BUG: Convert <br> to space

abmyii · abmyii · commit a6d5ac1c156e · 2022-02-13T15:18:30.000Z
diff --git a/pandas/io/html.py b/pandas/io/html.py
@@ -605,7 +605,13 @@ def _build_doc(self):
         else:
             udoc = bdoc
             from_encoding = self.encoding
-        return BeautifulSoup(udoc, features="html5lib", from_encoding=from_encoding)
+
+        soup = BeautifulSoup(udoc, features="html5lib", from_encoding=from_encoding)
+
+        for br in soup.find_all("br"):
+            br.replace_with("\n" + br.text)
+
+        return soup
 
 
 def _build_xpath_expr(attrs) -> str:
@@ -746,6 +752,10 @@ def _build_doc(self):
         else:
             if not hasattr(r, "text_content"):
                 raise XMLSyntaxError("no text parsed from document", 0, 0, 0)
+
+        for br in r.xpath("*//br"):
+            br.tail = "\n" + (br.tail or '')
+
         return r
 
     def _parse_thead_tr(self, table):
diff --git a/pandas/tests/io/test_html.py b/pandas/tests/io/test_html.py
@@ -1273,3 +1273,40 @@ def test_parse_path_object(self, datapath):
         df1 = self.read_html(file_path_string)[0]
         df2 = self.read_html(file_path)[0]

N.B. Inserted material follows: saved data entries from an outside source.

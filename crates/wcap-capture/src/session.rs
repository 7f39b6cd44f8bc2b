//! One browser, one capture

use std::fmt;
use tokio::time::sleep;
use tracing::{debug, error, info, instrument, warn};
use wcap_core::{FrameSource, RawFrame};

use crate::strategy::{
    apply_first, banner_strategies, consent_strategies, element_present, fullscreen_strategies,
    play_strategies, poll_until, BodyClick, HoverPlayerCorner, Poller, Strategy, VideoPlaying,
    ViewportCenterClick, CONSENT_ROOT,
};
use crate::{BrowserDriver, BrowserLauncher, CaptureError, CaptureResult, SessionConfig};

/// Session steps, in the order they run
#[derive(Debug, Clone, Copy, PartialEq, Eq, Hash)]
pub enum SessionState {
    NavLoaded,
    BannerDismissed,
    ConsentResolved,
    PlayerFrameEntered,
    PlaybackStarted,
    PlayingConfirmed,
    FullscreenEntered,
    FrameCaptured,
}

impl SessionState {
    pub fn as_str(&self) -> &'static str {
        match self {
            SessionState::NavLoaded => "nav_loaded",
            SessionState::BannerDismissed => "banner_dismissed",
            SessionState::ConsentResolved => "consent_resolved",
            SessionState::PlayerFrameEntered => "player_frame_entered",
            SessionState::PlaybackStarted => "playback_started",
            SessionState::PlayingConfirmed => "playing_confirmed",
            SessionState::FullscreenEntered => "fullscreen_entered",
            SessionState::FrameCaptured => "frame_captured",
        }
    }
}

impl fmt::Display for SessionState {
    fn fmt(&self, f: &mut fmt::Formatter<'_>) -> fmt::Result {
        f.write_str(self.as_str())
    }
}

/// How a step ended
#[derive(Debug, Clone, PartialEq, Eq)]
pub enum StepOutcome {
    /// The step acted (names the heuristic that did)
    Done(String),
    /// Nothing to act on, or every heuristic failed; the session moved on
    Missed,
}

impl StepOutcome {
    pub fn is_done(&self) -> bool {
        matches!(self, StepOutcome::Done(_))
    }
}

/// Step-by-step record of one session
#[derive(Debug, Clone, Default, PartialEq)]
pub struct SessionReport {
    pub steps: Vec<(SessionState, StepOutcome)>,
}

impl SessionReport {
    fn record(&mut self, state: SessionState, outcome: StepOutcome) {
        match &outcome {
            StepOutcome::Done(how) => info!(state = %state, via = %how, "Session step done"),
            StepOutcome::Missed => info!(state = %state, "Session step missed"),
        }
        self.steps.push((state, outcome));
    }

    pub fn outcome(&self, state: SessionState) -> Option<&StepOutcome> {
        self.steps.iter().find(|(s, _)| *s == state).map(|(_, o)| o)
    }

    pub fn reached(&self, state: SessionState) -> bool {
        self.outcome(state).map(StepOutcome::is_done).unwrap_or(false)
    }
}

/// A successful session
#[derive(Debug, Clone)]
pub struct CaptureOutcome {
    pub frame: RawFrame,
    pub report: SessionReport,
}

/// Drives a fresh browser from page load to a screenshot.
///
/// The browser is closed exactly once on every exit path. Only a launch
/// failure, a navigation failure or a failed viewport screenshot make the
/// session fail; every other step degrades.
pub struct CaptureSession<'a> {
    launcher: &'a dyn BrowserLauncher,
    config: &'a SessionConfig,
}

impl<'a> CaptureSession<'a> {
    pub fn new(launcher: &'a dyn BrowserLauncher, config: &'a SessionConfig) -> Self {
        Self { launcher, config }
    }

    #[instrument(skip(self), fields(url = %self.config.target_url))]
    pub async fn run(&self) -> CaptureResult<CaptureOutcome> {
        let mut driver = self
            .launcher
            .launch(self.config)
            .await
            .map_err(CaptureError::Launch)?;

        let result = self.drive(driver.as_mut()).await;

        if let Err(e) = driver.close().await {
            warn!(error = %e, "Browser teardown failed");
        }

        match &result {
            Ok(outcome) => info!(
                source = ?outcome.frame.source,
                width = outcome.frame.width(),
                height = outcome.frame.height(),
                "Frame captured"
            ),
            Err(e) => error!(error = %e, "Capture session failed"),
        }
        result
    }

    async fn drive(&self, driver: &mut dyn BrowserDriver) -> CaptureResult<CaptureOutcome> {
        let timings = &self.config.timings;
        let mut report = SessionReport::default();

        driver
            .navigate(&self.config.target_url)
            .await
            .map_err(|source| CaptureError::Navigation {
                url: self.config.target_url.clone(),
                source,
            })?;
        sleep(timings.post_navigation).await;
        report.record(SessionState::NavLoaded, StepOutcome::Done(driver.name().to_string()));

        let banner = self.dismiss_banner(driver).await;
        report.record(SessionState::BannerDismissed, banner);

        let consent = self.resolve_consent(driver).await;
        report.record(SessionState::ConsentResolved, consent);

        let frame = self.enter_player_frame(driver).await;
        let in_frame = frame.is_done();
        report.record(SessionState::PlayerFrameEntered, frame);

        let playback = self.start_playback(driver).await;
        report.record(SessionState::PlaybackStarted, playback);

        let playing = if poll_until(
            driver,
            &VideoPlaying,
            timings.playing_deadline,
            timings.playing_poll,
        )
        .await
        {
            StepOutcome::Done(VideoPlaying.name().to_string())
        } else {
            StepOutcome::Missed
        };
        report.record(SessionState::PlayingConfirmed, playing);

        let fullscreen = self.enter_fullscreen(driver).await;
        report.record(SessionState::FullscreenEntered, fullscreen);

        let frame = self.capture_frame(driver, in_frame).await?;
        let how = match frame.source {
            FrameSource::PlayerElement => "player-element",
            FrameSource::Viewport => "viewport",
        };
        report.record(SessionState::FrameCaptured, StepOutcome::Done(how.to_string()));

        Ok(CaptureOutcome { frame, report })
    }

    async fn dismiss_banner(&self, driver: &mut dyn BrowserDriver) -> StepOutcome {
        let strategies = banner_strategies();
        match apply_first(&strategies, driver).await {
            Some(name) => {
                sleep(self.config.timings.banner_settle).await;
                StepOutcome::Done(name.to_string())
            }
            None => StepOutcome::Missed,
        }
    }

    /// Poll until a click clears the consent root, or the deadline passes.
    /// The dialog is injected after load, so an empty page keeps being
    /// polled. Multi-page consent flows take several clicks.
    async fn resolve_consent(&self, driver: &mut dyn BrowserDriver) -> StepOutcome {
        let timings = &self.config.timings;
        let strategies = consent_strategies();
        let mut poll = Poller::new(timings.consent_deadline, timings.consent_poll);
        let mut clicks = Vec::new();
        let mut root_seen = false;

        loop {
            if let Some(name) = apply_first(&strategies, driver).await {
                clicks.push(name.to_string());
                sleep(timings.consent_recheck).await;
                match element_present(driver, CONSENT_ROOT).await {
                    Ok(false) => return StepOutcome::Done(clicks.join(",")),
                    Ok(true) => {
                        root_seen = true;
                        debug!(clicks = clicks.len(), "Consent dialog still open");
                    }
                    Err(e) => {
                        debug!(error = %e, "Consent re-check failed");
                        return StepOutcome::Done(clicks.join(","));
                    }
                }
            } else {
                match element_present(driver, CONSENT_ROOT).await {
                    Ok(true) => root_seen = true,
                    Ok(false) if root_seen => {
                        debug!("Consent dialog went away");
                        return if clicks.is_empty() {
                            StepOutcome::Missed
                        } else {
                            StepOutcome::Done(clicks.join(","))
                        };
                    }
                    Ok(false) => {}
                    Err(e) => debug!(error = %e, "Consent check failed"),
                }
            }
            if !poll.wait().await {
                break;
            }
        }

        if clicks.is_empty() {
            StepOutcome::Missed
        } else {
            warn!(clicks = clicks.len(), "Consent dialog still open at deadline");
            StepOutcome::Done(clicks.join(","))
        }
    }

    async fn enter_player_frame(&self, driver: &mut dyn BrowserDriver) -> StepOutcome {
        let sources = match driver.frame_sources().await {
            Ok(sources) => sources,
            Err(e) => {
                warn!(error = %e, "Could not list frames");
                return StepOutcome::Missed;
            }
        };
        debug!(frames = sources.len(), "Embedded frames found");

        let Some(index) = sources.iter().position(|src| self.config.is_player_url(src)) else {
            info!(host = %self.config.player_host, "No player frame, staying on the page");
            return StepOutcome::Missed;
        };

        match driver.enter_frame(index).await {
            Ok(()) => {
                sleep(self.config.timings.frame_settle).await;
                StepOutcome::Done(sources[index].clone())
            }
            Err(e) => {
                warn!(index, error = %e, "Could not enter player frame");
                StepOutcome::Missed
            }
        }
    }

    /// Gesture clicks always run; the play tiers stop at the first hit
    async fn start_playback(&self, driver: &mut dyn BrowserDriver) -> StepOutcome {
        let timings = &self.config.timings;
        let gestures: [Box<dyn Strategy>; 2] = [
            Box::new(BodyClick),
            Box::new(ViewportCenterClick::new(
                self.config.viewport_width,
                self.config.viewport_height,
            )),
        ];
        for gesture in &gestures {
            match gesture.try_apply(driver).await {
                Ok(acted) => debug!(gesture = gesture.name(), acted, "Gesture click"),
                Err(e) => debug!(gesture = gesture.name(), error = %e, "Gesture click failed"),
            }
            sleep(timings.gesture_settle).await;
        }

        let strategies = play_strategies();
        match apply_first(&strategies, driver).await {
            Some(name) => {
                sleep(timings.play_settle).await;
                StepOutcome::Done(name.to_string())
            }
            None => StepOutcome::Missed,
        }
    }

    async fn enter_fullscreen(&self, driver: &mut dyn BrowserDriver) -> StepOutcome {
        let timings = &self.config.timings;
        match HoverPlayerCorner.try_apply(driver).await {
            Ok(true) => sleep(timings.hover_settle).await,
            Ok(false) => debug!("No player element to hover"),
            Err(e) => debug!(error = %e, "Hover failed"),
        }

        let strategies = fullscreen_strategies();
        let outcome = match apply_first(&strategies, driver).await {
            Some(name) => StepOutcome::Done(name.to_string()),
            None => StepOutcome::Missed,
        };
        sleep(timings.fullscreen_settle).await;
        outcome
    }

    /// Tight player screenshot when the frame was found, viewport otherwise
    async fn capture_frame(&self, driver: &mut dyn BrowserDriver, in_frame: bool) -> CaptureResult<RawFrame> {
        let timings = &self.config.timings;
        if let Err(e) = driver.leave_frame().await {
            debug!(error = %e, "Could not leave frame");
        }
        sleep(timings.pre_screenshot).await;

        if in_frame {
            let selector = self.config.player_frame_selector();
            let attempts = self.config.element_capture_attempts.max(1);
            for attempt in 1..=attempts {
                match driver.screenshot_element(&selector).await {
                    Ok(png) => match RawFrame::decode(&png, FrameSource::PlayerElement) {
                        Ok(frame) => return Ok(frame),
                        Err(e) => warn!(attempt, error = %e, "Player screenshot undecodable"),
                    },
                    Err(e) => warn!(attempt, error = %e, "Player screenshot failed"),
                }
                if attempt < attempts {
                    sleep(timings.capture_retry).await;
                }
            }
            warn!("Falling back to viewport screenshot");
        }

        let png = driver
            .screenshot_viewport()
            .await
            .map_err(CaptureError::Screenshot)?;
        Ok(RawFrame::decode(&png, FrameSource::Viewport)?)
    }
}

         tm.assert_frame_equal(df1, df2)
+
+    def test_parse_br_as_space(self):
+        # GH 29528: pd.read_html() convert <br> to space
+        result = self.read_html("""
+            <table>
+                <tr>
+                    <th>A</th>
+                </tr>
+                <tr>
+                    <td>world1<br>word2</td>
+                </tr>
+            </table>
+        """)[0]
+
+        expected = DataFrame(data=[["word1 word2"]], columns=["A"])
+
+        tm.assert_frame_equal(result, expected)
+
+    def test_parse_br_tail_retained(self):
+        # Ensure text after br are retained when they are replaced with a space.
+        # See:
+        #   https://stackoverflow.com/q/33281217 and
+        #   https://stackoverflow.com/questions/12545897/convert-br-to-end-line/48628074#comment84810813_34640357
+        result = self.read_html("""
+            <table>
+                <tr>
+                    <th>A</th>
+                </tr>
+                <tr>
+                    <td>world1<br>word2</td>
+                </tr>
+            </table>
+        """)[0]
+
+        expected = DataFrame(data=[["word1 word2"]], columns=["A"])
+
+        tm.assert_frame_equal(result, expected)